Tijdens de montage van The Long Season kreeh regisseur Leonard Retel Helmrich een hartstilstand. Daarna heeft hij wekenlang in coma gelegen. De film, die vorig jaar de award voor beste Nederlandse documentaire won op het IDFA, is afgerond door Ramia Suleiman en producent Pieter van Huystee.

Enkele maanden geleden is Retel Helmrich, die allerlei internationale prijzen won voor zijn Indonesische documentairetrilogie De Stand Van De Zon, Maan en Sterren, benoemd tot Ridder in de Orde van de Nederlandse Leeuw. Hij is nog altijd aan het revalideren.

City Of Ghosts


Het zou me niet hebben verbaasd, zo schreef ik in mijn jaaroverzicht voor 2017, als Matthew Heineman de Oscar voor beste documentaire zou winnen met City Of Ghosts (92 min.), een onontkoombare film over Syrische burgerjournalisten die met gevaar voor eigen leven berichten over de gruwelen van IS. De prijs zou echter gaan naar Icarus, een fascinerende documentaire over het Russische dopingprogramma.

In 2016 was Heineman al eens dichtbij een Oscar met Cartel Land (nog steeds te zien op Netflix), een geweldige film over de drugsoorlog die op de grens van de Verenigde Staten en Mexico wordt uitgevochten (en die onlangs een krachtig vervolg kreeg met de miniserie The Trade).
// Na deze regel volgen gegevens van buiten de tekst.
//! Application layer - orchestrates ports to fulfill operations.

pub mod handlers;
#[tokio::test]
async fn test_auth_without_token_is_unauthorized() {
    let app = build_app(
        Arc::new(MockPaymentProvider::new()),
        Arc::new(MockIdentityStore::new()),
    );

    let request = Request::builder()
        .method("GET")
        .uri("/test-auth")
        .body(Body::empty())
        .unwrap();
    let response = app.oneshot(request).await.unwrap();

    assert_eq!(response.status(), StatusCode::UNAUTHORIZED);
}

#[tokio::test]
async fn test_auth_with_invalid_token_is_unauthorized() {
    let app = build_app(
        Arc::new(MockPaymentProvider::new()),
        Arc::new(MockIdentityStore::new()),
    );

    let request = Request::builder()
        .method("GET")
        .uri("/test-auth")
        .header("Authorization", "Bearer wrong-token")
        .body(Body::empty())
        .unwrap();
    let response = app.oneshot(request).await.unwrap();

    assert_eq!(response.status(), StatusCode::UNAUTHORIZED);
}

// =============================================================================
// Checkout Creation
// =============================================================================

#[tokio::test]
async fn create_checkout_without_token_never_reaches_provider() {
    let payment = Arc::new(MockPaymentProvider::new());
    let app = build_app(payment.clone(), Arc::new(MockIdentityStore::new()));

    let request = Request::builder()
        .method("POST")
        .uri("/create-checkout")
        .header("content-type", "application/json")
        .body(Body::from(json!({"products": ["prod_1"]}).to_string()))
        .unwrap();
    let response = app.oneshot(request).await.unwrap();

    assert_eq!(response.status(), StatusCode::UNAUTHORIZED);
    assert!(payment.recorded_checkouts().is_empty());
}

#[tokio::test]
async fn create_checkout_with_empty_body_is_bad_request() {
    let payment = Arc::new(MockPaymentProvider::new());
    let app = build_app(payment.clone(), Arc::new(MockIdentityStore::new()));

    let response = app
        .oneshot(authed_post("/create-checkout", json!({})))
        .await
        .unwrap();

    assert_eq!(response.status(), StatusCode::BAD_REQUEST);
    assert!(payment.recorded_checkouts().is_empty());
}

#[tokio::test]
async fn create_checkout_with_missing_body_is_bad_request() {
    let payment = Arc::new(MockPaymentProvider::new());
    let app = build_app(payment.clone(), Arc::new(MockIdentityStore::new()));

    let request = Request::builder()
        .method("POST")
        .uri("/create-checkout")
        .header("Authorization", format!("Bearer {}", VALID_TOKEN))
        .body(Body::empty())
        .unwrap();
    let response = app.oneshot(request).await.unwrap();

    assert_eq!(response.status(), StatusCode::BAD_REQUEST);
    assert!(payment.recorded_checkouts().is_empty());
}

#[tokio::test]
async fn create_checkout_injects_caller_identity_over_spoofed_value() {
    let payment = Arc::new(MockPaymentProvider::new());
    let app = build_app(payment.clone(), Arc::new(MockIdentityStore::new()));

    let response = app
        .oneshot(authed_post(
            "/create-checkout",
            json!({
                "products": ["prod_1"],
                "metadata": {"userId": "someone-else"}
            }),
        ))
        .await
        .unwrap();

    assert_eq!(response.status(), StatusCode::CREATED);

    let recorded = payment.recorded_checkouts();
    assert_eq!(recorded.len(), 1);
    assert_eq!(recorded[0].metadata.get("userId").unwrap(), TEST_USER);
    assert_eq!(
        recorded[0].success_url,
        "https://app.example.com/success?checkout_id={CHECKOUT_ID}"
    );

    let body = body_json(response).await;
    assert_eq!(body["id"], "co_mock");
    assert!(body.get("warning").is_none());
}

#[tokio::test]
async fn create_checkout_echo_mismatch_downgrades_to_ok_with_warning() {
    // Provider returns a session that dropped the metadata
    let session = CheckoutSession {
        id: "co_1".to_string(),
        url: "https://polar.sh/checkout/co_1".to_string(),
        customer_id: None,
        metadata: HashMap::new(),
    };
    let payment = Arc::new(MockPaymentProvider::new().with_created_session(session));
    let app = build_app(payment, Arc::new(MockIdentityStore::new()));

    let response = app
        .oneshot(authed_post(
            "/create-checkout",
            json!({"products": ["prod_1"]}),
        ))
        .await
        .unwrap();

    assert_eq!(response.status(), StatusCode::OK);
    let body = body_json(response).await;
    assert!(body["warning"].as_str().is_some());
}

#[tokio::test]
async fn create_checkout_maps_provider_validation_to_unprocessable_entity() {
    let payment = Arc::new(MockPaymentProvider::new().with_checkout_error(
        billing_relay::ports::PaymentError::validation(
            "products is required",
            Some(json!([{"loc": ["products"], "msg": "required"}])),
        ),
    ));
    let app = build_app(payment, Arc::new(MockIdentityStore::new()));

    let response = app
        .oneshot(authed_post("/create-checkout", json!({"bogus": true})))
        .await
        .unwrap();

    assert_eq!(response.status(), StatusCode::UNPROCESSABLE_ENTITY);
    let body = body_json(response).await;
    assert_eq!(body["code"], "VALIDATION_FAILED");
    assert_eq!(body["details"][0]["msg"], "required");
}

#[tokio::test]
async fn create_checkout_maps_other_provider_failures_to_server_error() {
    let payment = Arc::new(MockPaymentProvider::new().with_checkout_error(
        billing_relay::ports::PaymentError::network("connection reset"),
    ));
    let app = build_app(payment, Arc::new(MockIdentityStore::new()));

    let response = app
        .oneshot(authed_post(
            "/create-checkout",
            json!({"products": ["prod_1"]}),
        ))
        .await
        .unwrap();

    assert_eq!(response.status(), StatusCode::INTERNAL_SERVER_ERROR);
}

// =============================================================================
// Webhook Processing
// =============================================================================

#[tokio::test]
async fn webhook_with_invalid_signature_is_forbidden_and_changes_nothing() {
    let payment = Arc::new(MockPaymentProvider::new().with_failing_verification());
    let store = Arc::new(MockIdentityStore::new().with_metadata(
        TEST_USER,
        json!({"plan": "pro"}).as_object().unwrap().clone(),
    ));
    let app = build_app(payment, store.clone());

    let response = app
        .oneshot(webhook_request(r#"{"type":"subscription.active"}"#))
        .await
        .unwrap();

    assert_eq!(response.status(), StatusCode::FORBIDDEN);
    assert_eq!(store.metadata_for(TEST_USER).unwrap()["plan"], "pro");
}

#[tokio::test]
async fn webhook_with_missing_signature_headers_is_forbidden() {
    let payment = Arc::new(MockPaymentProvider::new());
    let app = build_app(payment, Arc::new(MockIdentityStore::new()));

    let request = Request::builder()
        .method("POST")
        .uri("/webhook")
        .header("content-type", "application/json")
        .body(Body::from("{}"))
        .unwrap();
    let response = app.oneshot(request).await.unwrap();

    assert_eq!(response.status(), StatusCode::FORBIDDEN);
}

#[tokio::test]
async fn webhook_activation_overwrites_metadata_exactly() {
    let payment = Arc::new(
        MockPaymentProvider::new()
            .with_webhook_event(subscription_event(
                WebhookEventType::SubscriptionActive,
                "sub_1",
                Some("co_1"),
            ))
            .with_checkout_session(linked_checkout("co_1", TEST_USER)),
    );
    let store = Arc::new(MockIdentityStore::new().with_metadata(
        TEST_USER,
        json!({"stale": "value"}).as_object().unwrap().clone(),
    ));
    let app = build_app(payment, store.clone());

    let response = app.oneshot(webhook_request("{}")).await.unwrap();

    assert_eq!(response.status(), StatusCode::ACCEPTED);

    let metadata = store.metadata_for(TEST_USER).unwrap();
    assert_eq!(metadata.len(), 4);
    assert_eq!(metadata["subscriptionId"], "sub_1");
    assert_eq!(metadata["customerId"], "cus_1");
    assert_eq!(metadata["plan"], "pro");
    assert_eq!(metadata["status"], "active");
}

#[tokio::test]
async fn webhook_revocation_preserves_prior_subscription_id() {
    let payment = Arc::new(
        MockPaymentProvider::new()
            .with_webhook_event(subscription_event(
                WebhookEventType::SubscriptionRevoked,
                "sub_2",
                Some("co_1"),
            ))
            .with_checkout_session(linked_checkout("co_1", TEST_USER)),
    );
    let store = Arc::new(MockIdentityStore::new().with_metadata(
        TEST_USER,
        json!({"subscriptionId": "sub_1", "customerId": "cus_old"})
            .as_object()
            .unwrap()
            .clone(),
    ));
    let app = build_app(payment, store.clone());

    let response = app.oneshot(webhook_request("{}")).await.unwrap();

    assert_eq!(response.status(), StatusCode::ACCEPTED);

    let metadata = store.metadata_for(TEST_USER).unwrap();
    assert_eq!(metadata["subscriptionId"], "sub_1");
    assert_eq!(metadata["customerId"], "cus_1");
    assert_eq!(metadata["plan"], "free");
    assert_eq!(metadata["status"], "revoked");
}

#[tokio::test]
async fn webhook_update_failure_is_still_accepted() {
    let payment = Arc::new(
        MockPaymentProvider::new()
            .with_webhook_event(subscription_event(
                WebhookEventType::SubscriptionActive,
                "sub_1",
                Some("co_1"),
            ))
            .with_checkout_session(linked_checkout("co_1", TEST_USER)),
    );
    let store = Arc::new(
        MockIdentityStore::new()
            .with_user(TEST_USER)
            .with_failing_writes(billing_relay::ports::IdentityError::network("down")),
    );
    let app = build_app(payment, store);

    let response = app.oneshot(webhook_request("{}")).await.unwrap();

    // Best-effort by design: the provider still sees the delivery accepted
    assert_eq!(response.status(), StatusCode::ACCEPTED);
}

#[tokio::test]
async fn webhook_unknown_event_is_accepted_without_action() {
    let payment = Arc::new(MockPaymentProvider::new().with_webhook_event(WebhookEvent {
        id: "wh_9".to_string(),
        event_type: WebhookEventType::Unknown("order.created".to_string()),
        data: WebhookEventData::Raw {
            json: "{}".to_string(),
        },
    }));
    let store = Arc::new(MockIdentityStore::new().with_user(TEST_USER));
    let app = build_app(payment, store.clone());

    let response = app.oneshot(webhook_request("{}")).await.unwrap();

    assert_eq!(response.status(), StatusCode::ACCEPTED);
    assert!(store.metadata_for(TEST_USER).unwrap().is_empty());
}

// =============================================================================
// Portal Sessions
// =============================================================================

#[tokio::test]
async fn portal_session_requires_authentication() {
    let app = build_app(
        Arc::new(MockPaymentProvider::new()),
        Arc::new(MockIdentityStore::new()),
    );

    let request = Request::builder()
        .method("GET")
        .uri("/api/create-portal-session")
        .body(Body::empty())
        .unwrap();
    let response = app.oneshot(request).await.unwrap();

    assert_eq!(response.status(), StatusCode::UNAUTHORIZED);
}
//! Authentication adapters - identity provider integrations.
//!
//! - [`ClerkSessionValidator`] validates session JWTs against Clerk's JWKS
//! - [`ClerkIdentityStore`] reads/writes per-user metadata via the Backend API
//! - [`MockSessionValidator`] / [`MockIdentityStore`] are test doubles

mod clerk;
mod clerk_store;
mod mock;

pub use clerk::{ClerkConfig, ClerkSessionValidator};
pub use clerk_store::ClerkIdentityStore;
pub use mock::{MockIdentityStore, MockSessionValidator};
Zijn volgende film City Of Ghosts is opnieuw een mokerslag die je nog dagen op je bakkes voelt: actueel, urgent en superspannend. Niet eerder werd de nefaste ideologie van Islamitische Staat, dat alles wat het Kalifaat voor de voeten loopt letterlijk de kop probeert af te hakken, zo pregnant in beeld gebracht.

De Amerikaanse filmmaker volgt de burgerjournalisten van het collectief Raqqa Is Being Slaughtered Silently, die met gevaar voor eigen leven, en dat van hun dierbaren, proberen te berichten over de dagelijkse dreiging van het leven met/onder IS. Zelfs in het buitenland zijn deze onbekende helden, die de Duivel brutaal in de bek hebben gespuugd, niet meer veilig als IS-cellen worden ingezet om hen met grof geweld uit de weg te ruimen.

De angst die hen begeleidt bij elke stap die ze zetten, elk stuk dat ze schrijven en elke misstand die ze fotograferen of filmen – en de moed die ze ergens diep van binnen toch steeds weer vinden om hun missie te vervolgen – wekt evenveel bewondering als verbazing. Hoe blijf je mens in dit genadeloze kat- en muisspel? Gaandeweg dringt in deze doodenge docu echter het besef door dat ze helemaal geen keuze meer hebben: ‘Of we winnen of ze doden ons allemaal.’